# Source material
################

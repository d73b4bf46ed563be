//! Tests for shell grouping.

use glam::DVec2;

use super::{create_shells, layer_count};
use crate::geometry::BBox2;
use crate::perimeter::{BoundedPerimeter, Perimeter};
use crate::test_utils::square_perimeter;

fn bounded(offset: DVec2, side: f64, layer_index: usize) -> BoundedPerimeter {
  let mut perimeter = square_perimeter(side);
  for position in &mut perimeter.positions {
    *position += offset;
  }
  perimeter.layer_index = layer_index;
  let bounding_box = BBox2::from_points(perimeter.positions.iter().copied());
  BoundedPerimeter {
    perimeter,
    bounding_box,
  }
}

// =============================================================================
// Batch 1: Linking
// =============================================================================

#[test]
fn test_single_tower_forms_one_shell() {
  let perimeters = vec![
    vec![bounded(DVec2::ZERO, 1.0, 0)],
    vec![bounded(DVec2::ZERO, 1.0, 1)],
    vec![bounded(DVec2::ZERO, 1.0, 2)],
  ];

  let shells = create_shells(perimeters, 5.0);
  assert_eq!(shells.len(), 1);
  assert_eq!(shells[0].len(), 3);
  for (index, slice) in shells[0].iter().enumerate() {
    assert_eq!(slice.layer_index, index);
  }
}

#[test]
fn test_two_towers_do_not_cross_link() {
  let offset = DVec2::new(30.0, 0.0);
  let perimeters = vec![
    vec![bounded(DVec2::ZERO, 1.0, 0), bounded(offset, 1.0, 0)],
    vec![bounded(DVec2::ZERO, 1.0, 1), bounded(offset, 1.0, 1)],
  ];

  let shells = create_shells(perimeters, 5.0);
  assert_eq!(shells.len(), 2);
  for shell in &shells {
    assert_eq!(shell.len(), 2);
    let first = shell[0].boundary.positions[0];
    let second = shell[1].boundary.positions[0];
    assert!(
      (first - second).length() < 1e-9,
      "Shells must chain the vertically matching perimeters"
    );
  }
}

#[test]
fn test_distant_layers_split_shells() {
  let perimeters = vec![
    vec![bounded(DVec2::ZERO, 1.0, 0)],
    vec![bounded(DVec2::new(30.0, 0.0), 1.0, 1)],
  ];

  let shells = create_shells(perimeters, 5.0);
  assert_eq!(shells.len(), 2, "Too-distant link should start a new shell");
  assert_eq!(layer_count(&shells), 2);
}

#[test]
fn test_consecutive_slices_differ_by_one_layer() {
  let perimeters = vec![
    vec![bounded(DVec2::ZERO, 1.0, 0)],
    vec![bounded(DVec2::ZERO, 1.0, 1)],
    Vec::new(),
    vec![bounded(DVec2::ZERO, 1.0, 3)],
  ];

  let shells = create_shells(perimeters, 5.0);
  for shell in &shells {
    for window in shell.windows(2) {
      assert_eq!(window[1].layer_index, window[0].layer_index + 1);
    }
  }
}

// =============================================================================
// Batch 2: Idempotence
// =============================================================================

#[test]
fn test_grouping_is_idempotent() {
  let build = || {
    vec![
      vec![bounded(DVec2::ZERO, 1.0, 0), bounded(DVec2::new(10.0, 0.0), 2.0, 0)],
      vec![bounded(DVec2::ZERO, 1.1, 1), bounded(DVec2::new(10.0, 0.0), 2.0, 1)],
    ]
  };
  let first = create_shells(build(), 5.0);
  let second = create_shells(build(), 5.0);

  assert_eq!(first.len(), second.len());
  for (shell_a, shell_b) in first.iter().zip(&second) {
    assert_eq!(shell_a.len(), shell_b.len());
    for (slice_a, slice_b) in shell_a.iter().zip(shell_b) {
      assert_eq!(slice_a.layer_index, slice_b.layer_index);
      assert_eq!(slice_a.boundary.positions, slice_b.boundary.positions);
    }
  }
}

#[test]
fn test_empty_input() {
  let shells = create_shells(Vec::new(), 5.0);
  assert!(shells.is_empty());
  assert_eq!(layer_count(&shells), 0);
}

################

Write out all the data exactly.

# Final answer
repository d73b4bf46ed563be
//! Tests for shell grouping.

use glam::DVec2;

use super::{create_shells, layer_count};
use crate::geometry::BBox2;
use crate::perimeter::{BoundedPerimeter, Perimeter};
use crate::test_utils::square_perimeter;

fn bounded(offset: DVec2, side: f64, layer_index: usize) -> BoundedPerimeter {
  let mut perimeter = square_perimeter(side);
  for position in &mut perimeter.positions {
    *position += offset;
  }
  perimeter.layer_index = layer_index;
  let bounding_box = BBox2::from_points(perimeter.positions.iter().copied());
  BoundedPerimeter {
    perimeter,
    bounding_box,
  }
}

// =============================================================================
// Batch 1: Linking
// =============================================================================

#[test]
fn test_single_tower_forms_one_shell() {
  let perimeters = vec![
    vec![bounded(DVec2::ZERO, 1.0, 0)],
    vec![bounded(DVec2::ZERO, 1.0, 1)],
    vec![bounded(DVec2::ZERO, 1.0, 2)],
  ];

  let shells = create_shells(perimeters, 5.0);
  assert_eq!(shells.len(), 1);
  assert_eq!(shells[0].len(), 3);
  for (index, slice) in shells[0].iter().enumerate() {
    assert_eq!(slice.layer_index, index);
  }
}

#[test]
fn test_two_towers_do_not_cross_link() {
  let offset = DVec2::new(30.0, 0.0);
  let perimeters = vec![
    vec![bounded(DVec2::ZERO, 1.0, 0), bounded(offset, 1.0, 0)],
    vec![bounded(DVec2::ZERO, 1.0, 1), bounded(offset, 1.0, 1)],
  ];

  let shells = create_shells(perimeters, 5.0);
  assert_eq!(shells.len(), 2);
  for shell in &shells {
    assert_eq!(shell.len(), 2);
    let first = shell[0].boundary.positions[0];
    let second = shell[1].boundary.positions[0];
    assert!(
      (first - second).length() < 1e-9,
      "Shells must chain the vertically matching perimeters"
    );
  }
}

#[test]
fn test_distant_layers_split_shells() {
  let perimeters = vec![
    vec![bounded(DVec2::ZERO, 1.0, 0)],
    vec![bounded(DVec2::new(30.0, 0.0), 1.0, 1)],
  ];

  let shells = create_shells(perimeters, 5.0);
  assert_eq!(shells.len(), 2, "Too-distant link should start a new shell");
  assert_eq!(layer_count(&shells), 2);
}

#[test]
fn test_consecutive_slices_differ_by_one_layer() {
  let perimeters = vec![
    vec![bounded(DVec2::ZERO, 1.0, 0)],
    vec![bounded(DVec2::ZERO, 1.0, 1)],
    Vec::new(),
    vec![bounded(DVec2::ZERO, 1.0, 3)],
  ];

  let shells = create_shells(perimeters, 5.0);
  for shell in &shells {
    for window in shell.windows(2) {
      assert_eq!(window[1].layer_index, window[0].layer_index + 1);
    }
  }
}

// =============================================================================
// Batch 2: Idempotence
// =============================================================================

#[test]
fn test_grouping_is_idempotent() {
  let build = || {
    vec![
      vec![bounded(DVec2::ZERO, 1.0, 0), bounded(DVec2::new(10.0, 0.0), 2.0, 0)],
      vec![bounded(DVec2::ZERO, 1.1, 1), bounded(DVec2::new(10.0, 0.0), 2.0, 1)],
    ]
  };
  let first = create_shells(build(), 5.0);
  let second = create_shells(build(), 5.0);

  assert_eq!(first.len(), second.len());
  for (shell_a, shell_b) in first.iter().zip(&second) {
    assert_eq!(shell_a.len(), shell_b.len());
    for (slice_a, slice_b) in shell_a.iter().zip(shell_b) {
      assert_eq!(slice_a.layer_index, slice_b.layer_index);
      assert_eq!(slice_a.boundary.positions, slice_b.boundary.positions);
    }
  }
}

#[test]
fn test_empty_input() {
  let shells = create_shells(Vec::new(), 5.0);
  assert!(shells.is_empty());
  assert_eq!(layer_count(&shells), 0);
}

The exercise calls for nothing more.